Seine sparsamen Freunde in Nordeuropa könnten verziehen werden, wenn sie genervt wären. Aber auch sie machen einen ähnlichen Wandel durch, wobei die dänische Ministerpräsidentin ihre Partner auffordert, „auszugeben, auszugeben, auszugeben“ für Verteidigung. Wenn die Geopolitik Sie vor die Wahl zwischen einem Haushaltsfalken und einem Verteidigungsfalken stellt, setzt sich die Haushaltsrechtschaffenheit durch. Als Ergebnis sind die Politik der EU-Haushalte plötzlich viel offener geworden.
Wenn diese deutsche Kehrtwende möglich war, was könnte dann noch möglich sein? Möglicherweise eine Änderung in Berlins Opposition gegen die Verwendung der blockierten Devisenreserven Russlands, von denen mehr als 200 Milliarden Euro der Eurozone unterliegen.

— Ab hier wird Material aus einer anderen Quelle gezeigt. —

//! Endpoints and their lifecycle state machine.
//!
//! A [`UsbEndpoint`] is the addressable I/O object of the gadget core. The
//! controller driver constructs one per hardware endpoint at probe time
//! (plus the dedicated control endpoint), the gadget driver claims and
//! enables endpoints when a configuration is selected, and all I/O flows
//! through the per-endpoint FIFO of outstanding [`Request`]s.
//!
//! The lifecycle is Disabled → Enabled, with Halted orthogonal on enabled
//! non-control endpoints: a halted endpoint stays enabled and keeps its
//! queue, it just stops streaming data until the halt clears.

use alloc::collections::VecDeque;

use heapless::String;

use crate::request::{self, QueueError, Request, RequestTag};
use crate::udc::EndpointOps;
use crate::{Result, UsbDirection, UsbError};

/// A USB endpoint address: a number plus a direction bit.
#[derive(Copy, Clone, Eq, PartialEq, Debug)]
#[cfg_attr(feature = "defmt", derive(defmt::Format))]
pub struct EndpointAddress(u8);

impl From<u8> for EndpointAddress {
    #[inline]
    fn from(addr: u8) -> EndpointAddress {
        EndpointAddress(addr)
    }
}

impl From<EndpointAddress> for u8 {
    #[inline]
    fn from(addr: EndpointAddress) -> u8 {
        addr.0
    }
}

impl EndpointAddress {
    const INBIT: u8 = UsbDirection::In as u8;

    /// Constructs an address from an endpoint number and direction.
    #[inline]
    pub fn from_parts(number: u8, dir: UsbDirection) -> EndpointAddress {
        EndpointAddress(number | dir as u8)
    }

    /// The direction bit of the address.
    #[inline]
    pub fn direction(&self) -> UsbDirection {
        if (self.0 & Self::INBIT) != 0 {
            UsbDirection::In
        } else {
            UsbDirection::Out
        }
    }

    /// The endpoint number, without the direction bit.
    #[inline]
    pub fn number(&self) -> u8 {
        self.0 & !Self::INBIT
    }
}

/// USB endpoint transfer type. Discriminants match the `bmAttributes`
/// transfer type bits.
#[repr(u8)]
#[derive(Copy, Clone, Eq, PartialEq, Debug)]
#[cfg_attr(feature = "defmt", derive(defmt::Format))]
pub enum EndpointType {
    /// Control endpoint. Bidirectional, reserved for endpoint zero.
    Control = 0b00,

    /// Isochronous endpoint, for time-critical unreliable data.
    Isochronous = 0b01,

    /// Bulk endpoint, for large amounts of best-effort reliable data.
    Bulk = 0b10,

    /// Interrupt endpoint, for small amounts of time-critical reliable
    /// data.
    Interrupt = 0b11,
}

/// What a hardware endpoint can do.
///
/// Built by the controller driver when the endpoint is constructed and
/// read-only to everything else; the auto-selection policy and
/// [`UsbEndpoint::enable`] check descriptors against these facts.
#[derive(Copy, Clone, Eq, PartialEq, Debug, Default)]
#[cfg_attr(feature = "defmt", derive(defmt::Format))]
pub struct EpCaps {
    /// Supports control transfers (endpoint zero).
    pub type_control: bool,
    /// Supports isochronous transfers.
    pub type_iso: bool,
    /// Supports bulk transfers.
    pub type_bulk: bool,
    /// Supports interrupt transfers.
    pub type_int: bool,
    /// Supports the IN direction.
    pub dir_in: bool,
    /// Supports the OUT direction.
    pub dir_out: bool,
}
//! Descriptor and string serialization helpers.
//!
//! Pure byte-blob construction, consumed by `setup()` implementations that
//! answer GET_DESCRIPTOR requests. Logically independent of the I/O core.

use crate::endpoint::{EndpointDescriptor, SsCompanionDescriptor};
use crate::gadget::OtgCaps;
use crate::{Result, UsbError};

/// Standard descriptor type codes.
pub mod descriptor_type {
    pub const DEVICE: u8 = 1;
    pub const CONFIGURATION: u8 = 2;
    pub const STRING: u8 = 3;
    pub const INTERFACE: u8 = 4;
    pub const ENDPOINT: u8 = 5;
    pub const DEVICE_QUALIFIER: u8 = 6;
    pub const OTHER_SPEED_CONFIGURATION: u8 = 7;
    pub const OTG: u8 = 9;
    pub const SS_ENDPOINT_COMPANION: u8 = 48;
}

/// String descriptor language IDs.
pub mod lang_id {
    pub const ENGLISH_US: u16 = 0x0409;
}

/// Writes descriptors into a byte buffer, keeping track of the position.
pub struct DescriptorWriter<'a> {
    buf: &'a mut [u8],
    position: usize,
}

impl<'a> DescriptorWriter<'a> {
    /// Starts writing at the beginning of `buf`.
    pub fn new(buf: &'a mut [u8]) -> DescriptorWriter<'a> {
        DescriptorWriter { buf, position: 0 }
    }

    /// Number of bytes written so far.
    pub fn position(&self) -> usize {
        self.position
    }

    fn write_header(&mut self, length: usize, descriptor_type: u8) -> Result<()> {
        if self.position + length + 2 > self.buf.len() || length + 2 > usize::from(u8::MAX) {
            return Err(UsbError::InvalidArgument);
        }

        self.buf[self.position] = (length + 2) as u8;
        self.buf[self.position + 1] = descriptor_type;
        self.position += 2;

        Ok(())
    }

    /// Writes a descriptor of the given type. `descriptor` is the payload
    /// after the two header bytes, which are filled in automatically.
    pub fn write(&mut self, descriptor_type: u8, descriptor: &[u8]) -> Result<()> {
        self.write_header(descriptor.len(), descriptor_type)?;

        self.buf[self.position..self.position + descriptor.len()].copy_from_slice(descriptor);
        self.position += descriptor.len();

        Ok(())
    }

    /// Writes a string descriptor, encoding `string` as UTF-16LE.
    pub fn string(&mut self, string: &str) -> Result<()> {
        let length = string.encode_utf16().count() * 2;

        self.write_header(length, descriptor_type::STRING)?;

        for unit in string.encode_utf16() {
            let bytes = unit.to_le_bytes();
            self.buf[self.position] = bytes[0];
            self.buf[self.position + 1] = bytes[1];
            self.position += 2;
        }

        Ok(())
    }

    /// Writes an interface descriptor.
    pub fn interface(
        &mut self,
        number: u8,
        alternate_setting: u8,
        num_endpoints: u8,
        class: u8,
        sub_class: u8,
        protocol: u8,
        string_index: u8,
    ) -> Result<()> {
        self.write(
            descriptor_type::INTERFACE,
            &[
                number,
                alternate_setting,
                num_endpoints,
                class,
                sub_class,
                protocol,
                string_index,
            ],
        )
    }

    /// Writes an endpoint descriptor.
    pub fn endpoint(&mut self, desc: &EndpointDescriptor) -> Result<()> {
        let mps = desc.max_packet_size;

        self.write(
            descriptor_type::ENDPOINT,
            &[
                desc.address.into(),
                desc.ep_type as u8,
                mps as u8,
                (mps >> 8) as u8,
                desc.interval,
            ],
        )
    }

    /// Writes a SuperSpeed endpoint companion descriptor. `bmAttributes`
    /// carries the stream exponent for bulk endpoints and the transaction
    /// multiplier for isochronous ones; pass whichever applies.
    pub fn ss_companion(&mut self, comp: &SsCompanionDescriptor) -> Result<()> {
        let attributes = comp.max_streams | (comp.mult & 0x3);

        self.write(
            descriptor_type::SS_ENDPOINT_COMPANION,
            &[
                comp.max_burst,
                attributes,
                comp.bytes_per_interval as u8,
                (comp.bytes_per_interval >> 8) as u8,
            ],
        )
    }

    /// Writes an OTG descriptor from the port's declared capabilities.
    /// Dual-role gadgets acting as the B-peripheral must carry one in
    /// every configuration.
    pub fn otg(&mut self, caps: &OtgCaps) -> Result<()> {
        let mut attributes = 0u8;
        if caps.srp_support {
            attributes |= 0x01;
        }
        if caps.hnp_support {
            attributes |= 0x02;
        }
        if caps.adp_support {
            attributes |= 0x04;
        }

        self.write(
            descriptor_type::OTG,
            &[attributes, caps.otg_rev as u8, (caps.otg_rev >> 8) as u8],
        )
    }
}

/// A string and the descriptor id it answers to.
#[derive(Copy, Clone)]
pub struct UsbString<'a> {
    /// The nonzero string descriptor id.
    pub id: u8,
    /// The string, in UTF-8.
    pub s: &'a str,
}

/// All the strings of one language.
#[derive(Copy, Clone)]
pub struct GadgetStrings<'a> {
    /// Language id, `0x0409` for en-US.
    pub language: u16,
    /// The strings with their ids.
    pub strings: &'a [UsbString<'a>],
}

/// Serializes the string descriptor for `id` from `table` into `buf`,
/// returning the number of bytes written.
///
/// Id zero produces the language id descriptor. An unknown id fails with
/// [`UsbError::NotFound`].
pub fn get_string(table: &GadgetStrings<'_>, id: u8, buf: &mut [u8]) -> Result<usize> {
    let mut writer = DescriptorWriter::new(buf);

    if id == 0 {
        writer.write(descriptor_type::STRING, &table.language.to_le_bytes())?;
        return Ok(writer.position());
    }

    let entry = table
        .strings
        .iter()
        .find(|s| s.id == id)
        .ok_or(UsbError::NotFound)?;

    writer.string(entry.s)?;
    Ok(writer.position())
}

/// The configuration-level fields of a configuration descriptor.
#[derive(Copy, Clone)]
pub struct ConfigDescriptor {
    /// `bNumInterfaces`.
    pub num_interfaces: u8,
    /// `bConfigurationValue`.
    pub configuration_value: u8,
    /// `iConfiguration` string id.
    pub i_configuration: u8,
    /// `bmAttributes`; the always-one bit is added automatically.
    pub attributes: u8,
    /// `bMaxPower`, in 2 mA units.
    pub max_power: u8,
}

/// Assembles a complete configuration descriptor blob from the
/// configuration fields and the already-serialized descriptor runs of each
/// function, filling in `wTotalLength`. Returns the total length.
pub fn config_buf(config: &ConfigDescriptor, buf: &mut [u8], functions: &[&[u8]]) -> Result<usize> {
    let total: usize = 9 + functions.iter().map(|f| f.len()).sum::<usize>();

    if total > buf.len() || total > usize::from(u16::MAX) {
        return Err(UsbError::InvalidArgument);
    }

    buf[0] = 9;
    buf[1] = descriptor_type::CONFIGURATION;
    buf[2] = total as u8;
    buf[3] = (total >> 8) as u8;
    buf[4] = config.num_interfaces;
    buf[5] = config.configuration_value;
    buf[6] = config.i_configuration;
    buf[7] = config.attributes | 0x80;
    buf[8] = config.max_power;

    let mut position = 9;
    for function in functions {
        buf[position..position + function.len()].copy_from_slice(function);
        position += function.len();
    }

    Ok(total)
}
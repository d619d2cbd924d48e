//! Device-side USB (gadget) core.
//!
//! A USB peripheral is built out of three layers. At the bottom sits a
//! hardware-specific *controller driver* (UDC driver) that talks to the
//! device controller's registers and DMA engines. At the top sits a mostly
//! hardware-independent *gadget driver* that implements the actual device
//! function (serial port, mass storage, ...). This crate is the layer in
//! between: it defines the request/endpoint I/O model and the device state
//! machines that let any gadget driver run on top of any controller driver.
//!
//! Controller drivers implement the [`udc::UdcCore`] and [`udc::EndpointOps`]
//! contracts and construct a [`gadget::UsbGadget`] with one
//! [`endpoint::UsbEndpoint`] per hardware endpoint. Gadget drivers implement
//! [`driver::GadgetDriver`] and perform I/O by queueing [`request::Request`]s
//! on endpoints. Requests transfer ownership into the endpoint queue when
//! submitted and are handed back, exactly once, through their completion
//! handler.

#![no_std]

extern crate alloc;

#[macro_use]
mod macros;

pub mod autoconf;
pub mod control;
pub mod descriptor;
pub mod driver;
pub mod dummy_udc;
pub mod endpoint;
pub mod gadget;
pub mod request;
pub mod udc;

/// Errors returned by gadget core operations and reported through request
/// completion statuses.
#[derive(Copy, Clone, Eq, PartialEq, Debug)]
#[cfg_attr(feature = "defmt", derive(defmt::Format))]
pub enum UsbError {
    /// The operation is not implemented by the controller driver.
    NotSupported,

    /// An argument was rejected, for example enabling an endpoint whose
    /// descriptor carries a zero max packet size.
    InvalidArgument,

    /// I/O was attempted on an endpoint that is not enabled, or an event was
    /// delivered while no gadget driver is bound.
    NotEnabled,

    /// The operation cannot be performed right now. Returned when halting an
    /// IN endpoint that still has requests queued or bytes in a hardware
    /// FIFO, when a control endpoint already holds its one response, or when
    /// binding a driver to a gadget that already has one.
    Busy,

    /// The referenced request is not queued on this endpoint, either because
    /// it already completed or because it never was.
    NotFound,

    /// The transfer was aborted because the device was disconnected or the
    /// endpoint was disabled while the request was outstanding.
    Shutdown,

    /// The transfer was removed from the queue by [`dequeue`].
    ///
    /// [`dequeue`]: crate::endpoint::UsbEndpoint::dequeue
    Cancelled,

    /// An OUT transfer finished short of the requested length while the
    /// request had [`short_not_ok`] set.
    ///
    /// [`short_not_ok`]: crate::request::Request::short_not_ok
    ShortTransfer,

    /// A control request was rejected and the control endpoint answered the
    /// host with a protocol stall.
    Stalled,

    /// A controller-specific hardware fault.
    DeviceError,
}

/// Result type for gadget core operations.
pub type Result<T> = core::result::Result<T, UsbError>;

/// Direction of USB traffic, named from the host's point of view as the USB
/// specification does: IN moves data towards the host, OUT towards the
/// device.
///
/// The discriminant values match the direction bit of an endpoint address
/// and of `bmRequestType`, so the enum can be ORed into either.
#[repr(u8)]
#[derive(Copy, Clone, Eq, PartialEq, Debug)]
#[cfg_attr(feature = "defmt", derive(defmt::Format))]
pub enum UsbDirection {
    /// Host to device.
    Out = 0x00,

    /// Device to host.
    In = 0x80,
}

/// Convenience re-exports for gadget (function) drivers.
pub mod prelude {
    pub use crate::control::{Recipient, RequestType, SetupPacket};
    pub use crate::driver::GadgetDriver;
    pub use crate::endpoint::{
        EndpointAddress, EndpointDescriptor, EndpointType, SsCompanionDescriptor, UsbEndpoint,
    };
    pub use crate::gadget::{UsbDeviceState, UsbGadget, UsbSpeed};
    pub use crate::request::{Completion, QueueError, Request, RequestBuf, RequestTag};
    pub use crate::{Result, UsbDirection, UsbError};
}

/// Convenience re-exports for controller (UDC) drivers.
pub mod udc_prelude {
    pub use crate::endpoint::{
        EndpointAddress, EndpointDescriptor, EndpointType, EpCaps, SsCompanionDescriptor,
        UsbEndpoint,
    };
    pub use crate::gadget::{
        GadgetBuilder, GadgetQuirks, OtgCaps, OtgFlags, UsbDeviceState, UsbGadget, UsbSpeed,
    };
    pub use crate::request::Request;
    pub use crate::udc::{EndpointOps, OtgState, UdcCore};
    pub use crate::{Result, UsbDirection, UsbError};
}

Die Übertragung dieser Summe an die Ukraine als Anzahlung auf Moskaus Verpflichtung, für seine Zerstörung zu entschädigen, ist der wichtigste Spielveränderer, den Europa spielen könnte. Es würde das Gleichgewicht der Ressourcen zugunsten von Kyjiw dramatisch verschieben, nachdem die US-Unterstützung zurückgehalten wurde. Und es würde zeigen, dass Europa auf dem Gebiet der Kontinentalsicherheit ein autonomer Akteur ist, mit dem zu rechnen ist.
Möglicherweise auch eine größere deutsche Offenheit gegenüber „Eurobonds“ oder gemeinsamen europäischen Krediten. Der Rubikon wurde bereits überschritten, als die damalige Kanzlerin Angela Merkel 2020 einem 800 Milliarden Euro schweren EU-Pandemie-Wiederaufbaufonds zustimmte. Berlin und andere Haushaltsfalken haben immer darauf bestanden, dass dies eine einmalige Sache war. Und doch hat niemand Einwände gegen den letzten Woche von der Europäischen Kommission vorgeschlagenen 150 Milliarden Euro schweren gemeinsamen Kreditfazilität erhoben; tatsächlich erhielt er politische Unterstützung auf höchster Ebene innerhalb von 60 Stunden nach seiner Präsentation – sicherlich ein Rekord. Es ist nur eine Frage der Zeit, bevor eine größere, ja, Bazooka als nicht nur akzeptabel, sondern erforderlich angesehen wird.
Auch Deutschlands rein inländische Ausgaben könnten weitreichende kontinentale Auswirkungen haben. Sie werden nicht mehr ein Hemmschuh für die aggregierte Nachfrage der Eurozone sein. Ihr Strukturwandel könnte dazu beitragen, die Exportüberschüsse der EU auf Investitionen im Inland umzulenken.
Aufgrund des enormen Gewichts von Deutschlands Anteil an den europäischen Ausgaben hat es eine übergroße Chance, den bevorstehenden Verteidigungsinvestitionsschub zu formen und die Beschaffungseffizienz und militärische Effektivität zu verbessern. Es könnte zum Beispiel andere Länder einladen, sich seinen Bestellungen für teures Material anzuschließen und so Skaleneffekte für alle freizusetzen. Es könnte dazu beitragen, die politisch heikle, aber finanziell und militärisch notwendige Vereinheitlichung von Standards, Spezifikationen und technischer Interoperabilität voranzutreiben. Sowohl wörtlich als auch metaphorisch kann Berlin Europa mehr für den Euro bekommen lassen – oder für den Euro.